==== Records supplied ====
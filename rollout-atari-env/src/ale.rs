//! Binding of the Arcade Learning Environment.
use crate::AtariEnvError;
use anyhow::{Context, Result};
use c_str_macro::c_str;
use std::ffi::CString;
use std::path::{Path, PathBuf};

// Variants are written by the emulator in `minimal_actions()`.
#[allow(dead_code)]
#[derive(Copy, Clone, Debug, PartialEq, Eq)]
#[repr(i32)]
pub enum AleAction {
    Noop = 0,
    Fire = 1,
    Up = 2,
    Right = 3,
    Left = 4,
    Down = 5,
    UpRight = 6,
    UpLeft = 7,
    DownRight = 8,
    DownLeft = 9,
    UpFire = 10,
    RightFire = 11,
    LeftFire = 12,
    DownFire = 13,
    UpRightFire = 14,
    UpLeftFire = 15,
    DownRightFire = 16,
    DownLeftFire = 17,
}

pub struct AleConfig {
    pub random_seed: i32, // if 0, set to time
    pub frame_skip: i32,  // 1 is no skip
    pub repeat_action_probability: f32,
    pub record_screen_dir: Option<PathBuf>,
}

fn c_path(path: &Path) -> Result<CString> {
    let path = path
        .to_str()
        .with_context(|| format!("Non UTF-8 path: {:?}", path))?;
    Ok(CString::new(path)?)
}

pub struct Ale {
    inner: *mut atari_env_sys::ALEInterface,
}

impl Drop for Ale {
    fn drop(&mut self) {
        unsafe {
            atari_env_sys::ALE_del(self.inner);
        }
    }
}

impl Ale {
    pub fn new(rom_path: &Path, config: AleConfig) -> Result<Self> {
        if !rom_path.is_file() {
            return Err(AtariEnvError::RomNotFound(rom_path.to_path_buf()).into());
        }
        let rom_path = c_path(rom_path)?;
        let record_screen_dir = match config.record_screen_dir.as_ref() {
            Some(dir) => {
                std::fs::create_dir_all(dir)?;
                Some(c_path(dir)?)
            }
            None => None,
        };

        let ale = unsafe { atari_env_sys::ALE_new() };
        unsafe {
            atari_env_sys::setInt(ale, c_str!("random_seed").as_ptr(), config.random_seed);
            atari_env_sys::setBool(ale, c_str!("display_screen").as_ptr(), false);
            atari_env_sys::setBool(ale, c_str!("sound").as_ptr(), false);
            atari_env_sys::setBool(ale, c_str!("color_averaging").as_ptr(), false);
            atari_env_sys::setInt(ale, c_str!("frame_skip").as_ptr(), config.frame_skip);
            atari_env_sys::setFloat(
                ale,
                c_str!("repeat_action_probability").as_ptr(),
                config.repeat_action_probability,
            );
            if let Some(dir) = record_screen_dir.as_ref() {
                atari_env_sys::setString(ale, c_str!("record_screen_dir").as_ptr(), dir.as_ptr());
            }
            atari_env_sys::loadROM(ale, rom_path.as_ptr());
            atari_env_sys::reset_game(ale);
        }

        Ok(Self { inner: ale })
    }

    pub fn minimal_actions(&self) -> Vec<AleAction> {
        let n = unsafe { atari_env_sys::getMinimalActionSize(self.inner) } as usize;
        let mut buf = vec![AleAction::Noop; n];
        unsafe {
            atari_env_sys::getMinimalActionSet(self.inner, buf.as_mut_ptr() as *mut i32);
        }
        buf
    }

    pub fn is_game_over(&self) -> bool {
        unsafe { atari_env_sys::game_over(self.inner) }
    }

    pub fn reset(&mut self) {
        unsafe {
            atari_env_sys::reset_game(self.inner);
        }
    }

    /// returns reward
    pub fn take_action(&mut self, action: AleAction) -> i32 {
        let ret: ::std::os::raw::c_int = unsafe { atari_env_sys::act(self.inner, action as i32) };
        ret.into()
    }

    pub fn width(&self) -> u32 {
        unsafe { atari_env_sys::getScreenWidth(self.inner) as u32 }
    }

    pub fn height(&self) -> u32 {
        unsafe { atari_env_sys::getScreenHeight(self.inner) as u32 }
    }

    pub fn rgb24_size(&self) -> usize {
        (self.width() as usize) * (self.height() as usize) * 3
    }

    /// always rgb in regardless of endianness
    pub fn rgb24(&self, buf: &mut [u8]) {
        debug_assert_eq!(buf.len(), self.rgb24_size());
        unsafe {
            atari_env_sys::getScreenRGB2(self.inner, buf.as_mut_ptr());
        }
    }
}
====
Make a verbatim copy of each record.

filename rollout-atari-env/src/ale.rs
//! Binding of the Arcade Learning Environment.
use crate::AtariEnvError;
use anyhow::{Context, Result};
use c_str_macro::c_str;
use std::ffi::CString;
use std::path::{Path, PathBuf};

// Variants are written by the emulator in `minimal_actions()`.
#[allow(dead_code)]
#[derive(Copy, Clone, Debug, PartialEq, Eq)]
#[repr(i32)]
pub enum AleAction {
    Noop = 0,
    Fire = 1,
    Up = 2,
    Right = 3,
    Left = 4,
    Down = 5,
    UpRight = 6,
    UpLeft = 7,
    DownRight = 8,
    DownLeft = 9,
    UpFire = 10,
    RightFire = 11,
    LeftFire = 12,
    DownFire = 13,
    UpRightFire = 14,
    UpLeftFire = 15,
    DownRightFire = 16,
    DownLeftFire = 17,
}

pub struct AleConfig {
    pub random_seed: i32, // if 0, set to time
    pub frame_skip: i32,  // 1 is no skip
    pub repeat_action_probability: f32,
    pub record_screen_dir: Option<PathBuf>,
}

fn c_path(path: &Path) -> Result<CString> {
    let path = path
        .to_str()
        .with_context(|| format!("Non UTF-8 path: {:?}", path))?;
    Ok(CString::new(path)?)
}

pub struct Ale {
    inner: *mut atari_env_sys::ALEInterface,
}

impl Drop for Ale {
    fn drop(&mut self) {
        unsafe {
            atari_env_sys::ALE_del(self.inner);
        }
    }
}

impl Ale {
    pub fn new(rom_path: &Path, config: AleConfig) -> Result<Self> {
        if !rom_path.is_file() {
            return Err(AtariEnvError::RomNotFound(rom_path.to_path_buf()).into());
        }
        let rom_path = c_path(rom_path)?;
        let record_screen_dir = match config.record_screen_dir.as_ref() {
            Some(dir) => {
                std::fs::create_dir_all(dir)?;
                Some(c_path(dir)?)
            }
            None => None,
        };

        let ale = unsafe { atari_env_sys::ALE_new() };
        unsafe {
            atari_env_sys::setInt(ale, c_str!("random_seed").as_ptr(), config.random_seed);
            atari_env_sys::setBool(ale, c_str!("display_screen").as_ptr(), false);
            atari_env_sys::setBool(ale, c_str!("sound").as_ptr(), false);
            atari_env_sys::setBool(ale, c_str!("color_averaging").as_ptr(), false);
            atari_env_sys::setInt(ale, c_str!("frame_skip").as_ptr(), config.frame_skip);
            atari_env_sys::setFloat(
                ale,
                c_str!("repeat_action_probability").as_ptr(),
                config.repeat_action_probability,
            );
            if let Some(dir) = record_screen_dir.as_ref() {
                atari_env_sys::setString(ale, c_str!("record_screen_dir").as_ptr(), dir.as_ptr());
            }
            atari_env_sys::loadROM(ale, rom_path.as_ptr());
            atari_env_sys::reset_game(ale);
        }

        Ok(Self { inner: ale })
    }

    pub fn minimal_actions(&self) -> Vec<AleAction> {
        let n = unsafe { atari_env_sys::getMinimalActionSize(self.inner) } as usize;
        let mut buf = vec![AleAction::Noop; n];
        unsafe {
            atari_env_sys::getMinimalActionSet(self.inner, buf.as_mut_ptr() as *mut i32);
        }
        buf
    }

    pub fn is_game_over(&self) -> bool {
        unsafe { atari_env_sys::game_over(self.inner) }
    }

    pub fn reset(&mut self) {
        unsafe {
            atari_env_sys::reset_game(self.inner);
        }
    }

    /// returns reward
    pub fn take_action(&mut self, action: AleAction) -> i32 {
        let ret: ::std::os::raw::c_int = unsafe { atari_env_sys::act(self.inner, action as i32) };
        ret.into()
    }

    pub fn width(&self) -> u32 {
        unsafe { atari_env_sys::getScreenWidth(self.inner) as u32 }
    }

    pub fn height(&self) -> u32 {
        unsafe { atari_env_sys::getScreenHeight(self.inner) as u32 }
    }

    pub fn rgb24_size(&self) -> usize {
        (self.width() as usize) * (self.height() as usize) * 3
    }

    /// always rgb in regardless of endianness
    pub fn rgb24(&self, buf: &mut [u8]) {
        debug_assert_eq!(buf.len(), self.rgb24_size());
        unsafe {
            atari_env_sys::getScreenRGB2(self.inner, buf.as_mut_ptr());
        }
    }
}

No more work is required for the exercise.